> [WORK REQUIRED]: Every record below should be printed exactly as it appears.

> [DATASET RECORDS]:
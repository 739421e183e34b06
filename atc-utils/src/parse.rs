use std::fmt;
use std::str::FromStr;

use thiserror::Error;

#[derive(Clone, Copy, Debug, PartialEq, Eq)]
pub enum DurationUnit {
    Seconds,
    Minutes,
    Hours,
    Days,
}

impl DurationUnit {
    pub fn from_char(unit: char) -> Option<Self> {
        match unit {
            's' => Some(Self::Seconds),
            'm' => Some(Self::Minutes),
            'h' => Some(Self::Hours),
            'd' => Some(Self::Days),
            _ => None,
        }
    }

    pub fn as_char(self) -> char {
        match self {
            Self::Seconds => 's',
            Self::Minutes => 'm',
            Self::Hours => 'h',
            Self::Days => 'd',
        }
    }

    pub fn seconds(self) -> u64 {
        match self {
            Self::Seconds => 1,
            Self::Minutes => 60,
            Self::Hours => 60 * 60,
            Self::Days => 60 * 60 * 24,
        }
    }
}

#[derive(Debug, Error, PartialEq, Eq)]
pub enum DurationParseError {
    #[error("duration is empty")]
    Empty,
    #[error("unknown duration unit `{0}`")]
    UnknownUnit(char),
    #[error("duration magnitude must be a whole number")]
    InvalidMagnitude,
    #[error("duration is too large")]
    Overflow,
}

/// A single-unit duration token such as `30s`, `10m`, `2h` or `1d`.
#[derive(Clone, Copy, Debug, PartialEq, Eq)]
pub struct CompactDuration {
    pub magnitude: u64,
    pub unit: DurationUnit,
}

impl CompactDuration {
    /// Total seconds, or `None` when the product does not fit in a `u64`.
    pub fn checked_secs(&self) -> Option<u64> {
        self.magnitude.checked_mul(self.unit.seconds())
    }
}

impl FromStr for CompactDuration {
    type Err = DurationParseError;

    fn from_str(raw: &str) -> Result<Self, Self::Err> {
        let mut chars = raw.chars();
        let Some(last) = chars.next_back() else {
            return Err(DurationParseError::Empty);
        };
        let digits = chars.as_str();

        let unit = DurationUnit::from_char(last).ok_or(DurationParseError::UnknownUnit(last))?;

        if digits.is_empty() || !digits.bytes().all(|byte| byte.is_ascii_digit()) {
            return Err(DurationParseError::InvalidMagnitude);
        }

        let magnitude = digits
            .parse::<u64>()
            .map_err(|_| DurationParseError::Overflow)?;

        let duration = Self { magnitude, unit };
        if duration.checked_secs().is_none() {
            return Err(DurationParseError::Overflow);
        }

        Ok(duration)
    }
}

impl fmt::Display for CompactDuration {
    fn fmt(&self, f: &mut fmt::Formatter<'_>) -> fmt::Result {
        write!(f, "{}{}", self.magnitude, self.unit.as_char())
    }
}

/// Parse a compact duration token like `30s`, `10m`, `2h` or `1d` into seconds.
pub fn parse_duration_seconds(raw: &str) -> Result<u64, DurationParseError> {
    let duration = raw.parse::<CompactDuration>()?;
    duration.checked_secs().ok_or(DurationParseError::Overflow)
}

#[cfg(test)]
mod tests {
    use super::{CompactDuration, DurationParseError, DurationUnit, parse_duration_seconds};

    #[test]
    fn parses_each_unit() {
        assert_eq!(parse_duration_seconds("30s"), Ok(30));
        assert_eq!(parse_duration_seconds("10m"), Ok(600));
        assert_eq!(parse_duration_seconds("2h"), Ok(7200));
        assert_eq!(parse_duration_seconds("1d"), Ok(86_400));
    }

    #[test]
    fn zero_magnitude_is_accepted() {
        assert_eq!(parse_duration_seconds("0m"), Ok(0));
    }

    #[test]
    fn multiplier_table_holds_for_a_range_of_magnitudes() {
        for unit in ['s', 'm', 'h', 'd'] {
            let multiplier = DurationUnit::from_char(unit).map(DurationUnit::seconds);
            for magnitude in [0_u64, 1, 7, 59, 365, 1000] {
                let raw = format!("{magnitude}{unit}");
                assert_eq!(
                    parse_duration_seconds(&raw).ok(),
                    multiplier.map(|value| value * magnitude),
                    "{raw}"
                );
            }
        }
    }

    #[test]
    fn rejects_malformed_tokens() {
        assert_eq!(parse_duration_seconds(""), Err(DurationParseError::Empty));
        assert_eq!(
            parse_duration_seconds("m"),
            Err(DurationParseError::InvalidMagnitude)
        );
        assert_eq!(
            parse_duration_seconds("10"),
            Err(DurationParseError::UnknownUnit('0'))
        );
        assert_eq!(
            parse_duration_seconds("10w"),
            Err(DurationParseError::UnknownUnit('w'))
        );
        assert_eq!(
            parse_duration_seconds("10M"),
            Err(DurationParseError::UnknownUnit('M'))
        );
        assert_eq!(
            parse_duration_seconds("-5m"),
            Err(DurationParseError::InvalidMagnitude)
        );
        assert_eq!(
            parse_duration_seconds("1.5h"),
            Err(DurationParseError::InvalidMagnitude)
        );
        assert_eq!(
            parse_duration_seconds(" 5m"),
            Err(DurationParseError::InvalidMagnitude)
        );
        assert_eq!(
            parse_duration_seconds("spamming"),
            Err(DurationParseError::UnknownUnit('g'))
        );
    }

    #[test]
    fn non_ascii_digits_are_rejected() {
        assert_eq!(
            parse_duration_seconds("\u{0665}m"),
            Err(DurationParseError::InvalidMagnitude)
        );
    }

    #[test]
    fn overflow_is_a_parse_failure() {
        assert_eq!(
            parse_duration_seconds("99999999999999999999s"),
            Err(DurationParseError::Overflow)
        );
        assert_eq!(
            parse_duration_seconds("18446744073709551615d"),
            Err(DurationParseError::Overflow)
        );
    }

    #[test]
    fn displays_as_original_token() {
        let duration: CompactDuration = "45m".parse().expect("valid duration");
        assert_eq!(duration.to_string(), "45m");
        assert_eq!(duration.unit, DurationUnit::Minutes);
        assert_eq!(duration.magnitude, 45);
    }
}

> [RESULT OF THIS TASK]:
repository 739421e183e34b06
filename atc-utils/src/parse.rs
use std::fmt;
use std::str::FromStr;

use thiserror::Error;

#[derive(Clone, Copy, Debug, PartialEq, Eq)]
pub enum DurationUnit {
    Seconds,
    Minutes,
    Hours,
    Days,
}

impl DurationUnit {
    pub fn from_char(unit: char) -> Option<Self> {
        match unit {
            's' => Some(Self::Seconds),
            'm' => Some(Self::Minutes),
            'h' => Some(Self::Hours),
            'd' => Some(Self::Days),
            _ => None,
        }
    }

    pub fn as_char(self) -> char {
        match self {
            Self::Seconds => 's',
            Self::Minutes => 'm',
            Self::Hours => 'h',
            Self::Days => 'd',
        }
    }

    pub fn seconds(self) -> u64 {
        match self {
            Self::Seconds => 1,
            Self::Minutes => 60,
            Self::Hours => 60 * 60,
            Self::Days => 60 * 60 * 24,
        }
    }
}

#[derive(Debug, Error, PartialEq, Eq)]
pub enum DurationParseError {
    #[error("duration is empty")]
    Empty,
    #[error("unknown duration unit `{0}`")]
    UnknownUnit(char),
    #[error("duration magnitude must be a whole number")]
    InvalidMagnitude,
    #[error("duration is too large")]
    Overflow,
}

/// A single-unit duration token such as `30s`, `10m`, `2h` or `1d`.
#[derive(Clone, Copy, Debug, PartialEq, Eq)]
pub struct CompactDuration {
    pub magnitude: u64,
    pub unit: DurationUnit,
}

impl CompactDuration {
    /// Total seconds, or `None` when the product does not fit in a `u64`.
    pub fn checked_secs(&self) -> Option<u64> {
        self.magnitude.checked_mul(self.unit.seconds())
    }
}

impl FromStr for CompactDuration {
    type Err = DurationParseError;

    fn from_str(raw: &str) -> Result<Self, Self::Err> {
        let mut chars = raw.chars();
        let Some(last) = chars.next_back() else {
            return Err(DurationParseError::Empty);
        };
        let digits = chars.as_str();

        let unit = DurationUnit::from_char(last).ok_or(DurationParseError::UnknownUnit(last))?;

        if digits.is_empty() || !digits.bytes().all(|byte| byte.is_ascii_digit()) {
            return Err(DurationParseError::InvalidMagnitude);
        }

        let magnitude = digits
            .parse::<u64>()
            .map_err(|_| DurationParseError::Overflow)?;

        let duration = Self { magnitude, unit };
        if duration.checked_secs().is_none() {
            return Err(DurationParseError::Overflow);
        }

        Ok(duration)
    }
}

impl fmt::Display for CompactDuration {
    fn fmt(&self, f: &mut fmt::Formatter<'_>) -> fmt::Result {
        write!(f, "{}{}", self.magnitude, self.unit.as_char())
    }
}

/// Parse a compact duration token like `30s`, `10m`, `2h` or `1d` into seconds.
pub fn parse_duration_seconds(raw: &str) -> Result<u64, DurationParseError> {
    let duration = raw.parse::<CompactDuration>()?;
    duration.checked_secs().ok_or(DurationParseError::Overflow)
}

#[cfg(test)]
mod tests {
    use super::{CompactDuration, DurationParseError, DurationUnit, parse_duration_seconds};

    #[test]
    fn parses_each_unit() {
        assert_eq!(parse_duration_seconds("30s"), Ok(30));
        assert_eq!(parse_duration_seconds("10m"), Ok(600));
        assert_eq!(parse_duration_seconds("2h"), Ok(7200));
        assert_eq!(parse_duration_seconds("1d"), Ok(86_400));
    }

    #[test]
    fn zero_magnitude_is_accepted() {
        assert_eq!(parse_duration_seconds("0m"), Ok(0));
    }

    #[test]
    fn multiplier_table_holds_for_a_range_of_magnitudes() {
        for unit in ['s', 'm', 'h', 'd'] {
            let multiplier = DurationUnit::from_char(unit).map(DurationUnit::seconds);
            for magnitude in [0_u64, 1, 7, 59, 365, 1000] {
                let raw = format!("{magnitude}{unit}");
                assert_eq!(
                    parse_duration_seconds(&raw).ok(),
                    multiplier.map(|value| value * magnitude),
                    "{raw}"
                );
            }
        }
    }

    #[test]
    fn rejects_malformed_tokens() {
        assert_eq!(parse_duration_seconds(""), Err(DurationParseError::Empty));
        assert_eq!(
            parse_duration_seconds("m"),
            Err(DurationParseError::InvalidMagnitude)
        );
        assert_eq!(
            parse_duration_seconds("10"),
            Err(DurationParseError::UnknownUnit('0'))
        );
        assert_eq!(
            parse_duration_seconds("10w"),
            Err(DurationParseError::UnknownUnit('w'))
        );
        assert_eq!(
            parse_duration_seconds("10M"),
            Err(DurationParseError::UnknownUnit('M'))
        );
        assert_eq!(
            parse_duration_seconds("-5m"),
            Err(DurationParseError::InvalidMagnitude)
        );
        assert_eq!(
            parse_duration_seconds("1.5h"),
            Err(DurationParseError::InvalidMagnitude)
        );
        assert_eq!(
            parse_duration_seconds(" 5m"),
            Err(DurationParseError::InvalidMagnitude)
        );
        assert_eq!(
            parse_duration_seconds("spamming"),
            Err(DurationParseError::UnknownUnit('g'))
        );
    }

    #[test]
    fn non_ascii_digits_are_rejected() {
        assert_eq!(
            parse_duration_seconds("\u{0665}m"),
            Err(DurationParseError::InvalidMagnitude)
        );
    }

    #[test]
    fn overflow_is_a_parse_failure() {
        assert_eq!(
            parse_duration_seconds("99999999999999999999s"),
            Err(DurationParseError::Overflow)
        );
        assert_eq!(
            parse_duration_seconds("18446744073709551615d"),
            Err(DurationParseError::Overflow)
        );
    }

    #[test]
    fn displays_as_original_token() {
        let duration: CompactDuration = "45m".parse().expect("valid duration");
        assert_eq!(duration.to_string(), "45m");
        assert_eq!(duration.unit, DurationUnit::Minutes);
        assert_eq!(duration.magnitude, 45);
    }
}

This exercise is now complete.